Task brief =
Which lines below hold the word "absent"? Report each one.

*** Opening Available records ***

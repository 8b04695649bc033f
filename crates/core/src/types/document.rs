//! Normalized document shape.

use serde::{Deserialize, Serialize};

use super::value::{FieldValue, Fields};

/// A document as returned by any store path: string id plus flattened fields.
///
/// Serializes as `{"id": "...", ...fields}`.
#[derive(Debug, Clone, PartialEq, Serialize, Deserialize)]
pub struct Document {
    pub id: String,
    #[serde(flatten)]
    pub fields: Fields,
}

impl Document {
    /// Create a document from an id and its fields.
    #[must_use]
    pub fn new(id: impl Into<String>, fields: Fields) -> Self {
        Self {
            id: id.into(),
            fields,
        }
    }

    /// Look up a field by name.
    #[must_use]
    pub fn get(&self, name: &str) -> Option<&FieldValue> {
        self.fields.get(name)
    }

    /// String field, or `None` when absent or not a string.
    #[must_use]
    pub fn str_field(&self, name: &str) -> Option<&str> {
        self.get(name).and_then(FieldValue::as_str)
    }

    /// String field cloned into an owned value, empty when absent.
    #[must_use]
    pub fn string_or_default(&self, name: &str) -> String {
        self.str_field(name).unwrap_or_default().to_owned()
    }

    /// Numeric field as a float.
    #[must_use]
    pub fn f64_field(&self, name: &str) -> Option<f64> {
        self.get(name).and_then(FieldValue::as_f64)
    }

    /// Timestamp field (native timestamp or RFC 3339 string).
    #[must_use]
    pub fn timestamp_field(&self, name: &str) -> Option<chrono::DateTime<chrono::Utc>> {
        self.get(name).and_then(FieldValue::as_timestamp)
    }
}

*** Closing Available records ***

Result of the exercise =
    /// String field, or `None` when absent or not a string.
    /// String field cloned into an owned value, empty when absent.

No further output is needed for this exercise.